Studio album by Cher
- Released: September 1976
- Recorded: January–July 9, 1976
- Studios: Larrabee North (North Hollywood, California)
- Genre: Pop
- Length: 33:09
- Label: Warner Bros.
- Producers: Steve Barri; Michael Omartian;

Cher chronology
| Stars (1975) | I'd Rather Believe in You (1976) | Cherished (1977) |

Singles from I'd Rather Believe in You
- "Long Distance Love Affair" Released: 1976;

= I'd Rather Believe in You =

I'd Rather Believe in You is the thirteenth studio album by American singer-actress Cher, released in September 1976 by Warner Bros. Records. This album was a commercial failure and failed to chart.

==Background==
Because Stars was such an abysmal financial failure, Cher was put back with narrative pop songs on her next album. Initially, Cher discussed with Mo Ostin, president of Warner Bros. Records, the choice of producer for the album, proposing that Gregg Allman take on the role, while the executive preferred producer Steve Barri. After some resistance, the singer agreed to enter the studio with Barri but continued advocating for a collaboration with Allman. Subsequently, Allman took part in the initial sessions, entering the studio with four musicians from Macon, Georgia, where they recorded four demo singles.

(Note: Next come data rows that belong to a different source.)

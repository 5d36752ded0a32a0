use std::collections::BTreeMap;
use std::sync::Arc;

use tracing::info;

use crate::config::Config;
use crate::error::TaskError;
use crate::pipeline::{FromBag, Outputs, ParameterBag, Payload, Task};
use crate::storage::schema::{
    F_X1_TRANSACTION_DATE, F_X2_HOUSE_AGE, F_X3_DISTANCE_TO_NEAREST_STATION,
    F_X4_NUMBER_OF_CONVENIENCE_STORES, F_X5_LATITUDE, F_X6_LONGITUDE, F_Y_HOUSE_PRICE_OF_UNIT_AREA,
};
use crate::storage::table::ISO_DATE;
use crate::storage::{read_table, write_table, Table, DUMMY_DATA};
use crate::tasks::{processed_location, raw_location};

const DUMMY_DATA_KEY: &str = "dummy_data";

/// Normalized raw headers and the schema names they map to.
const COLUMN_MAPPING: &[(&str, &str)] = &[
    ("x1_transaction_date", F_X1_TRANSACTION_DATE),
    ("x2_house_age", F_X2_HOUSE_AGE),
    ("x3_distance_to_the_nearest_mrt_station", F_X3_DISTANCE_TO_NEAREST_STATION),
    ("x4_number_of_convenience_stores", F_X4_NUMBER_OF_CONVENIENCE_STORES),
    ("x5_latitude", F_X5_LATITUDE),
    ("x6_longitude", F_X6_LONGITUDE),
    ("y_house_price_of_unit_area", F_Y_HOUSE_PRICE_OF_UNIT_AREA),
];

/// Loads the raw real-estate table, conforms it to [`DUMMY_DATA`] and
/// writes it to the processed area.
#[derive(Debug)]
pub struct ProcessDummyData {
    config: Arc<Config>,
}

impl ProcessDummyData {
    pub fn new(config: Arc<Config>) -> Self {
        Self { config }
    }

    fn rename_columns(table: &mut Table) -> Result<(), TaskError> {
        let mapping: BTreeMap<String, String> = COLUMN_MAPPING
            .iter()
            .map(|(from, to)| (from.to_string(), to.to_string()))
            .collect();
        table.rename(&mapping)?;
        Ok(())
    }
}

impl Task for ProcessDummyData {
    type Inputs = Table;
    type Output = Table;

    fn name(&self) -> &str {
        Self::NAME
    }

    fn load_inputs(&mut self) -> Result<Table, TaskError> {
        info!("Loading raw data table");
        let location = raw_location(&self.config, self.config.data.raw().table(DUMMY_DATA_KEY)?)?;
        Ok(read_table(&location)?)
    }

    fn process(&mut self, mut table: Table) -> Result<Table, TaskError> {
        info!("Renaming columns to match the designated schema");
        Self::rename_columns(&mut table)?;

        info!("Parsing transaction dates");
        table.parse_dates(F_X1_TRANSACTION_DATE, ISO_DATE)?;

        info!(schema = DUMMY_DATA.label, "Applying schema to processed data");
        Ok(DUMMY_DATA.apply(table)?)
    }

    fn save_results(&mut self, table: &Table) -> Result<(), TaskError> {
        info!("Writing dummy table to file");
        let location = processed_location(
            &self.config,
            self.config.data.processed().table(DUMMY_DATA_KEY)?,
        )?;
        write_table(&location, table)?;
        Ok(())
    }

    fn into_outputs(self, table: Table) -> Outputs {
        let mut outputs = Outputs::new();
        outputs.insert(DUMMY_DATA_KEY.to_string(), Payload::Table(table));
        outputs
    }
}

impl FromBag for ProcessDummyData {
    const NAME: &'static str = "process_dummy_data";

    fn from_bag(bag: &ParameterBag) -> Result<Self, TaskError> {
        Ok(Self::new(bag.config()?))
    }
}
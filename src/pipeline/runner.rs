//! Sequential pipeline execution.
//!
//! A [`Pipeline`] owns an ordered list of [`TaskSpec`]s and a
//! [`ParameterBag`] seeded with the run configuration. Each enabled task is
//! built from the whole bag, run through its lifecycle, and its outputs are
//! merged back before the next task is built.

use std::fmt;
use std::sync::Arc;
use std::time::Instant;

use tracing::{info, trace, warn};

use crate::config::Config;
use crate::error::PipelineError;

use super::bag::{Outputs, ParameterBag};
use super::task::TaskSpec;

/// Lifecycle of a pipeline instance.
#[derive(Debug, Clone, Copy, PartialEq, Eq)]
pub enum PipelineState {
    Constructed,
    Running,
    Completed,
    Failed,
}

impl fmt::Display for PipelineState {
    fn fmt(&self, f: &mut fmt::Formatter<'_>) -> fmt::Result {
        match self {
            PipelineState::Constructed => write!(f, "constructed"),
            PipelineState::Running => write!(f, "running"),
            PipelineState::Completed => write!(f, "completed"),
            PipelineState::Failed => write!(f, "failed"),
        }
    }
}

/// Wall-clock duration of one executed task.
#[derive(Debug, Clone, PartialEq, Eq)]
pub struct TaskTiming {
    pub name: String,
    pub duration_ms: u64,
}

/// A fixed, ordered task list run once with a shared parameter bag.
#[derive(Debug)]
pub struct Pipeline {
    name: String,
    specs: Vec<TaskSpec>,
    bag: ParameterBag,
    state: PipelineState,
    timings: Vec<TaskTiming>,
}

impl Pipeline {
    /// Creates a pipeline whose bag is seeded with `config`.
    pub fn new(name: impl Into<String>, config: Arc<Config>, specs: Vec<TaskSpec>) -> Self {
        Self::with_bag(name, ParameterBag::seeded(config), specs)
    }

    /// Creates a pipeline with an arbitrary initial bag.
    pub fn with_bag(name: impl Into<String>, bag: ParameterBag, specs: Vec<TaskSpec>) -> Self {
        Self {
            name: name.into(),
            specs,
            bag,
            state: PipelineState::Constructed,
            timings: Vec::new(),
        }
    }

    pub fn name(&self) -> &str {
        &self.name
    }

    pub fn state(&self) -> PipelineState {
        self.state
    }

    pub fn specs(&self) -> &[TaskSpec] {
        &self.specs
    }

    /// The accumulated bag: the seed plus every executed task's outputs.
    pub fn parameters(&self) -> &ParameterBag {
        &self.bag
    }

    pub fn timings(&self) -> &[TaskTiming] {
        &self.timings
    }

    /// Runs every enabled task in order and returns the last executed
    /// task's outputs, or an empty mapping if no task ran.
    ///
    /// The first task error stops the run and is returned unchanged. A
    /// pipeline can only be run once.
    pub fn run(&mut self) -> Result<Outputs, PipelineError> {
        if self.state != PipelineState::Constructed {
            return Err(PipelineError::AlreadyRun {
                name: self.name.clone(),
                state: self.state.to_string(),
            });
        }
        self.state = PipelineState::Running;

        let enabled = self.specs.iter().filter(|s| s.enabled()).count();
        info!(
            pipeline = %self.name,
            tasks = self.specs.len(),
            enabled,
            "Running pipeline"
        );

        let mut last = Outputs::new();
        for spec in &self.specs {
            if !spec.enabled() {
                trace!(pipeline = %self.name, task = spec.name(), "Skipping disabled task");
                continue;
            }

            info!(pipeline = %self.name, task = spec.name(), "[START]");
            let start = Instant::now();
            let result = spec.build(&self.bag).and_then(|task| task.run());
            let duration_ms = start.elapsed().as_millis() as u64;

            let outputs = match result {
                Ok(outputs) => outputs,
                Err(err) => {
                    self.state = PipelineState::Failed;
                    warn!(
                        pipeline = %self.name,
                        task = spec.name(),
                        duration_ms,
                        error = %err,
                        "[FAILED]"
                    );
                    return Err(err.into());
                }
            };

            info!(
                pipeline = %self.name,
                task = spec.name(),
                duration_ms,
                outputs = ?outputs.keys().collect::<Vec<_>>(),
                "[END]"
            );
            self.timings.push(TaskTiming {
                name: spec.name().to_string(),
                duration_ms,
            });
            self.bag.merge(outputs.clone());
            last = outputs;
        }

        self.state = PipelineState::Completed;
        Ok(last)
    }
}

Besides the songs included on the album, two other songs, "A Love Like Yours (Don't Come Knockin' Everyday)" (a duet with Harry Nilsson) and "Pirate", were also recorded. The latter, while being officially included in her subsequent album, Cherished (1977), and released as its lead single, was also included in some editions of this album. Cher recorded all the songs while she being pregnant with Elijah Blue Allman, her second child. She wrote a dedication to him on the back-sleeve of the album: And a special thanks to Elijah for waiting until the day after I finished my album. Cher.

==Release and promotion==
The album was released in September 1976. Only one single was released, "Long Distance Love Affair" (b/w "Borrowed Time"). It was performed twice on her TV show, but charted nowhere. "I'd Rather Believe In You" was planned as the second single from the album, but it was cancelled after the first single failed. A different version of the song, in which the lyrics are directed toward God instead of a lover, was recorded by the contemporary Christian singing group The Imperials for their 1980 album Priority, which was also produced by Omartian.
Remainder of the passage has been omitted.